I finally got the attention of my one night stand. I don’t know why he fascinates me so much. He really is a self centered conceited asshole, but I swear there is some connection I feel and I feel drawn to him. Maybe it’s lust, or maybe the fact I am struggling getting over Corbit, but when I see his name pop up on my phone I feel butterflies. It’s been so long I forgot what that even felt like. I almost thought I wouldn’t feel that again.
After our one night stand we text for like half a day until he just disappeared. I kept checking my phone hoping to see his name pop up and it never came. I felt deflated, but I couldn’t understand why I was so down. I think my pride took a hit, and I couldn’t face that after having just flown across the country and getting rejected. I needed to be on the up, and I thought he and I could have a little fun.

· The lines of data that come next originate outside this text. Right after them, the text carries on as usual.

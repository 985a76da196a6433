use std::collections::HashMap;
use std::path::{Path, PathBuf};

use anyhow::{Context, Result, bail};
use axum::Router;
use axum::extract::{Query, State};
use axum::http::StatusCode;
use axum::routing::get;
use chrono::{DateTime, TimeDelta, Utc};
use rand::Rng;
use rand::distr::Alphanumeric;
use reqwest::Method;
use serde::{Deserialize, Serialize};
use tokio::net::TcpListener;
use tokio::sync::{mpsc, oneshot};

use crate::utils::{dump_json, load_json, remove_if_exists};
use crate::youtube::{Client, CredentialError};

fn default_auth_uri() -> String {
    "https://accounts.google.com/o/oauth2/auth".to_owned()
}

fn default_token_uri() -> String {
    "https://oauth2.googleapis.com/token".to_owned()
}

/// Google Cloud Console 下载的 client_secrets.json 中的应用信息
#[derive(Debug, Clone, Deserialize)]
pub struct ClientSecret {
    pub client_id: String,
    pub client_secret: String,
    #[serde(default = "default_auth_uri")]
    pub auth_uri: String,
    #[serde(default = "default_token_uri")]
    pub token_uri: String,
}

impl ClientSecret {
    /// 桌面应用位于 installed 下，网页应用位于 web 下
    pub fn from_value(mut value: serde_json::Value) -> Result<Self> {
        let Some(section) = ["installed", "web"]
            .into_iter()
            .find_map(|key| value.get_mut(key).map(serde_json::Value::take))
        else {
            bail!(CredentialError::MalformedClientSecret);
        };
        serde_json::from_value(section).context("client secret is missing client_id or client_secret")
    }

    pub fn load(path: &Path) -> Result<Self> {
        Self::from_value(load_json(path)?).with_context(|| format!("invalid client secret file {}", path.display()))
    }
}

#[derive(Debug, Clone, PartialEq, Eq, Serialize, Deserialize)]
pub struct Credential {
    pub access_token: String,
    pub refresh_token: Option<String>,
    pub expires_at: DateTime<Utc>,
    #[serde(default)]
    pub scopes: Vec<String>,
}

impl Credential {
    /// 预留一分钟的余量，避免请求发出后才过期
    pub fn is_valid(&self, now: DateTime<Utc>) -> bool {
        !self.access_token.is_empty() && self.expires_at - TimeDelta::seconds(60) > now
    }

    pub fn covers(&self, scopes: &[String]) -> bool {
        scopes.iter().all(|s| self.scopes.contains(s))
    }
}

#[derive(Debug, Deserialize)]
struct TokenResponse {
    access_token: String,
    expires_in: i64,
    refresh_token: Option<String>,
    scope: Option<String>,
}

impl TokenResponse {
    /// 刷新接口通常不会再返回 refresh_token，此时沿用旧的
    fn into_credential(self, previous_refresh_token: Option<String>, requested: &[String], now: DateTime<Utc>) -> Credential {
        let scopes = match self.scope {
            Some(scope) => scope.split_whitespace().map(str::to_owned).collect(),
            None => requested.to_vec(),
        };
        Credential {
            access_token: self.access_token,
            refresh_token: self.refresh_token.or(previous_refresh_token),
            expires_at: now + TimeDelta::seconds(self.expires_in),
            scopes,
        }
    }
}

/// 授权服务器重定向回本地时携带的参数
#[derive(Debug, PartialEq, Eq)]
enum Callback {
    Code { code: String, state: String },
    Denied(String),
}

impl Callback {
    /// 与授权无关的请求（例如不带参数的 GET /）返回 None
    fn from_query(mut params: HashMap<String, String>) -> Option<Self> {
        if let Some(error) = params.remove("error") {
            return Some(Callback::Denied(error));
        }
        Some(Callback::Code {
            code: params.remove("code")?,
            state: params.remove("state").unwrap_or_default(),
        })
    }
}

async fn redirect(
    State(sender): State<mpsc::Sender<Callback>>,
    Query(params): Query<HashMap<String, String>>,
) -> (StatusCode, &'static str) {
    let Some(callback) = Callback::from_query(params) else {
        return (StatusCode::NOT_FOUND, "Not Found");
    };
    let body = match &callback {
        Callback::Code { .. } => "Authorization complete, you may close this window.",
        Callback::Denied(_) => "Authorization failed, check the terminal for details.",
    };
    // 只处理第一个回调
    let _ = sender.try_send(callback);
    (StatusCode::OK, body)
}

/// 在本地回环地址上等待浏览器带着授权码重定向回来
async fn wait_for_code(listener: TcpListener, expected_state: &str) -> Result<String> {
    let (sender, mut receiver) = mpsc::channel(1);
    let (shutdown_tx, shutdown_rx) = oneshot::channel::<()>();
    let app = Router::new().route("/", get(redirect)).with_state(sender);
    let server = axum::serve(listener, app).with_graceful_shutdown(async move {
        let _ = shutdown_rx.await;
    });
    let server = tokio::spawn(async move { server.await });
    let Some(callback) = receiver.recv().await else {
        server
            .await
            .context("redirect server panicked")?
            .context("redirect server failed")?;
        bail!("redirect server stopped before the authorization callback arrived");
    };
    let _ = shutdown_tx.send(());
    match callback {
        Callback::Code { code, state } if state == expected_state => Ok(code),
        Callback::Code { state, .. } => bail!(CredentialError::StateMismatch {
            expected: expected_state.to_owned(),
            actual: state,
        }),
        Callback::Denied(reason) => bail!(CredentialError::AuthorizationDenied(reason)),
    }
}

/// 负责 OAuth 凭据的读取、刷新、登录与失效，凭据以 json 的形式保存在 path
pub struct CredentialStore {
    client: Client,
    secret: ClientSecret,
    path: PathBuf,
    scopes: Vec<String>,
}

impl CredentialStore {
    pub fn new(client: Client, secret: ClientSecret, path: PathBuf, scopes: Vec<String>) -> Self {
        Self {
            client,
            secret,
            path,
            scopes,
        }
    }

    /// 读取保存的凭据，文件不存在时返回 None
    pub fn load(&self) -> Result<Option<Credential>> {
        if !self.path.exists() {
            return Ok(None);
        }
        load_json(&self.path)
            .map(Some)
            .with_context(|| format!("failed to load credential from {}", self.path.display()))
    }

    fn save(&self, credential: &Credential) -> Result<()> {
        dump_json(&self.path, credential, true)?;
        debug!("credential saved to {}", self.path.display());
        Ok(())
    }

    /// 删除保存的凭据，下次运行会重新登录
    pub fn invalidate(&self) -> Result<()> {
        warn!("invalidating stored credential {}", self.path.display());
        remove_if_exists(&self.path)
    }

    async fn token_request(&self, params: &[(&str, &str)]) -> Result<TokenResponse> {
        let res = self
            .client
            .request(Method::POST, &self.secret.token_uri, None)
            .form(params)
            .send()
            .await
            .context("failed to reach the token endpoint")?;
        let status = res.status();
        let body = res
            .json::<serde_json::Value>()
            .await
            .context("token endpoint returned a non-json body")?;
        if !status.is_success() || body.get("error").is_some() {
            let error = body["error"].as_str().unwrap_or("unknown_error");
            let description = body["error_description"].as_str().unwrap_or_default();
            bail!(CredentialError::AuthorizationDenied(format!("{error}: {description}")));
        }
        serde_json::from_value(body).context("unexpected shape of token response")
    }

    pub async fn refresh(&self, credential: &Credential) -> Result<Credential> {
        let Some(refresh_token) = credential.refresh_token.as_deref() else {
            bail!(CredentialError::MissingRefreshToken);
        };
        let res = self
            .token_request(&[
                ("client_id", self.secret.client_id.as_str()),
                ("client_secret", self.secret.client_secret.as_str()),
                ("refresh_token", refresh_token),
                ("grant_type", "refresh_token"),
            ])
            .await?;
        let refreshed = res.into_credential(credential.refresh_token.clone(), &self.scopes, Utc::now());
        self.save(&refreshed)?;
        info!("credential refreshed, valid until {}", refreshed.expires_at);
        Ok(refreshed)
    }

    /// 交互式登录：打印授权链接，在本地回环地址上接收授权码并换取凭据
    pub async fn login(&self) -> Result<Credential> {
        let listener = TcpListener::bind("127.0.0.1:0")
            .await
            .context("failed to bind loopback listener")?;
        let redirect_uri = format!("http://127.0.0.1:{}/", listener.local_addr()?.port());
        let state = rand::rng()
            .sample_iter(&Alphanumeric)
            .take(32)
            .map(char::from)
            .collect::<String>();
        let scope = self.scopes.join(" ");
        let query = serde_urlencoded::to_string([
            ("client_id", self.secret.client_id.as_str()),
            ("redirect_uri", redirect_uri.as_str()),
            ("response_type", "code"),
            ("scope", scope.as_str()),
            ("state", state.as_str()),
            ("access_type", "offline"),
            ("prompt", "consent"),
        ])?;
        info!("open the following url in a browser to authorize this application:");
        info!("{}?{}", self.secret.auth_uri, query);
        let code = wait_for_code(listener, &state).await?;
        let res = self
            .token_request(&[
                ("code", code.as_str()),
                ("client_id", self.secret.client_id.as_str()),
                ("client_secret", self.secret.client_secret.as_str()),
                ("redirect_uri", redirect_uri.as_str()),
                ("grant_type", "authorization_code"),
            ])
            .await?;
        let credential = res.into_credential(None, &self.scopes, Utc::now());
        self.save(&credential)?;
        info!("login succeeded");
        Ok(credential)
    }

    /// 授权后的第一个请求失败时，认为保存的凭据不可用并删除它，下次运行会重新登录
    pub async fn verify<T>(&self, first_request: impl Future<Output = Result<T>>) -> Result<T> {
        match first_request.await {
            Ok(res) => Ok(res),
            Err(e) => {
                self.invalidate()?;
                Err(e.context("the first authorized request failed, run again to log in"))
            }
        }
    }

    /// 使用或刷新保存的凭据，需要重新登录时返回 None
    async fn renew(&self, relogin: bool) -> Result<Option<Credential>> {
        if relogin {
            info!("relogin requested, ignoring stored credential");
            return Ok(None);
        }
        match self.load()? {
            Some(credential) if credential.is_valid(Utc::now()) && credential.covers(&self.scopes) => {
                debug!("using stored credential");
                Ok(Some(credential))
            }
            Some(credential) if credential.refresh_token.is_some() && credential.covers(&self.scopes) => {
                match self.refresh(&credential).await {
                    Ok(credential) => Ok(Some(credential)),
                    Err(e) => {
                        warn!("failed to refresh credential: {:#}, falling back to login", e);
                        Ok(None)
                    }
                }
            }
            _ => Ok(None),
        }
    }

    /// 获取可用的凭据：有效则直接使用，过期则刷新，否则重新登录
    pub async fn authorize(&self, relogin: bool) -> Result<Credential> {
        match self.renew(relogin).await? {
            Some(credential) => Ok(credential),
            None => self.login().await,
        }
    }
}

A few days later I text him asking if he wanted to get together again and he didn’t reply. I thought that was it, that we had a brief hook up and he was out. I started doing all the shit people do when they get ghosted. I started questioning my looks, my body, and second guessing who I was. I was becoming so insecure and it is not like me to act like that. Normally, I would say fuck it and move on. But why the hell did I want this guy to like me? Maybe the dick was just too good.
I remember him mentioning wanting to see Dixie Chicks and the radio station I work for was giving tickets away, so I sent him a picture of the tickets. I don’t know why I text him the photo, I just couldn’t quit and I knew this would get a response. He wanted the tickets, and went into him telling me once he quits his job he will have more time to hangout with me. Bullshit, this guy just wanted tickets from me not to actually see me, but oddly enough I was okay with this. By him responding, my pride started to recover. He was using me, but I was also using him. I wanted to have sex, and I was going to use these tickets to get it.
I told him he could have the tickets which kept the conversation flowing, and without directly telling him I wanted to have sex, I asked what I got in this whole deal. He said, “we could fuck” and I knew I had him right where I wanted him. I don’t want to sound conceited, but I could find guys pretty easily, so why was I selling myself so damn short and allowing this. I wanted to see what he would be like in bed, and honestly, it was as good as I thought.
The reality of the situation hit me the following morning. As I sat on his bed scrolling through my phone his roommate came in and started talking to me thinking I was him. When she realized I wasn’t and introduced herself I knew that was the girl he was attending the concert with. I asked if she was excited for the show, and the first words out of her damn mouth were, “Did you bring the tickets?”
I felt used. It was a low blow, and I just sat there a bit dumbfounded. Did I seriously want to hook up with someone so bad I unintentionally bribed him? And what kind of guy was he to do something like that? It was all shades of fucked up.
I was breaking the mold of who I am, or, who I was. I am not saying I’m some sex fiend now who is going to fuck everything and everyone in sight, but I did feel a little liberated after all this. I did something wild, and as long as you remain safe, let your wild side free.
As my co-worker once said, “If this job ain’t getting you paid, it better be getting you laid.” And that night, laid was what I was getting.
Thank you work perks, and sorry morals/standards.